Eur J Gastroenterol Hepatol. 2025 Jul 14. doi: 10.1097/MEG.0000000000003030. Online ahead of print.
ABSTRACT
Tegoprazan, a novel potassium-competitive acid blocker, has emerged as a potential alternative to proton pump inhibitors (PPIs) for the treatment of erosive esophagitis (EE), especially in light of long-term safety concerns associated with PPIs. This study aimed to assess the efficacy and safety of tegoprazan compared to PPIs in patients with EE. A systematic review and meta-analysis were conducted following preferred reporting items for systematic reviews and meta-analyses guidelines, including three randomized controlled trials with a total of 658 patients diagnosed with EE. The primary outcomes were cumulative endoscopic healing rates across 4-8 weeks and at 4 and 8 weeks, while secondary outcomes included any adverse events, drug-related treatment-emergent adverse events (TEAEs), and serious adverse events (SAEs).

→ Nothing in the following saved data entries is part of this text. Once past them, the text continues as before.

//! User repository — accounts, profiles, settings, stats.

use studyhall_common::models::user::{User, UserProfile, UserStats};
use sqlx::PgPool;
use uuid::Uuid;

/// Create a new user account with its profile, settings, and stats rows.
/// Runs in a transaction so registration is all-or-nothing.
pub async fn create_user(
    pool: &PgPool,
    email: &str,
    password_hash: &str,
    name: &str,
) -> Result<User, sqlx::Error> {
    let mut tx = pool.begin().await?;

    let user = sqlx::query_as::<_, User>(
        r#"
        INSERT INTO users (email, password_hash, email_verified_at)
        VALUES ($1, $2, NOW())
        RETURNING *
        "#,
    )
    .bind(email)
    .bind(password_hash)
    .fetch_one(&mut *tx)
    .await?;

    sqlx::query("INSERT INTO user_profiles (user_id, name) VALUES ($1, $2)")
        .bind(user.id)
        .bind(name)
        .execute(&mut *tx)
        .await?;

    sqlx::query("INSERT INTO user_settings (user_id) VALUES ($1)")
        .bind(user.id)
        .execute(&mut *tx)
        .await?;

    sqlx::query("INSERT INTO user_stats (user_id) VALUES ($1)")
        .bind(user.id)
        .execute(&mut *tx)
        .await?;

    tx.commit().await?;
    Ok(user)
}

/// Find a user by their unique ID.
pub async fn find_by_id(pool: &PgPool, id: Uuid) -> Result<Option<User>, sqlx::Error> {
    sqlx::query_as::<_, User>("SELECT * FROM users WHERE id = $1")
        .bind(id)
        .fetch_optional(pool)
        .await
}

/// Find a user by email (case-insensitive).
pub async fn find_by_email(pool: &PgPool, email: &str) -> Result<Option<User>, sqlx::Error> {
    sqlx::query_as::<_, User>("SELECT * FROM users WHERE LOWER(email) = LOWER($1)")
        .bind(email)
        .fetch_optional(pool)
        .await
}

/// Fetch a user's profile row.
pub async fn get_profile(pool: &PgPool, user_id: Uuid) -> Result<Option<UserProfile>, sqlx::Error> {
    sqlx::query_as::<_, UserProfile>("SELECT * FROM user_profiles WHERE user_id = $1")
        .bind(user_id)
        .fetch_optional(pool)
        .await
}

/// Update profile fields; unset arguments leave columns untouched.
pub async fn update_profile(
    pool: &PgPool,
    user_id: Uuid,
    name: Option<&str>,
    bio: Option<&str>,
    avatar_url: Option<&str>,
    university: Option<&str>,
    major: Option<&str>,
    study_year: Option<i32>,
) -> Result<UserProfile, sqlx::Error> {
    sqlx::query_as::<_, UserProfile>(
        r#"
        UPDATE user_profiles SET
            name = COALESCE($2, name),
            bio = COALESCE($3, bio),
            avatar_url = COALESCE($4, avatar_url),
            university = COALESCE($5, university),
            major = COALESCE($6, major),
            study_year = COALESCE($7, study_year),
            updated_at = NOW()
        WHERE user_id = $1
        RETURNING *
        "#,
    )
    .bind(user_id)
    .bind(name)
    .bind(bio)
    .bind(avatar_url)
    .bind(university)
    .bind(major)
    .bind(study_year)
    .fetch_one(pool)
    .await
}

/// Fetch a user's stats row.
pub async fn get_stats(pool: &PgPool, user_id: Uuid) -> Result<Option<UserStats>, sqlx::Error> {
    sqlx::query_as::<_, UserStats>("SELECT * FROM user_stats WHERE user_id = $1")
        .bind(user_id)
        .fetch_optional(pool)
        .await
}

/// Count registered users (for the health endpoint).
pub async fn count_users(pool: &PgPool) -> Result<i64, sqlx::Error> {
    let row: (i64,) = sqlx::query_as("SELECT COUNT(*) FROM users")
        .fetch_one(pool)
        .await?;
    Ok(row.0)
}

Tegoprazan demonstrated noninferior healing rates at 4 weeks [relative risk (RR) = 1.05, 95% confidence interval (CI): 0.96-1.16; P = 0.28; I² = 51%] and 8 weeks (RR = 1.01, 95% CI: 0.96-1.06; P = 0.73; I² = 0%) compared to PPIs. There was no statistically significant difference in the overall incidence of adverse events or SAEs (RR = 1.19, 95% CI: 0.92-1.53; P = 0.19; I² = 24%). However, a significantly higher rate of drug-related TEAEs was observed in the tegoprazan group (RR = 1.23, 95% CI: 1.03-1.48; P = 0.02; I² = 0%). In conclusion, tegoprazan is an effective treatment option for EE, with comparable efficacy to PPIs, though further studies are warranted to evaluate its long-term safety before routine clinical use.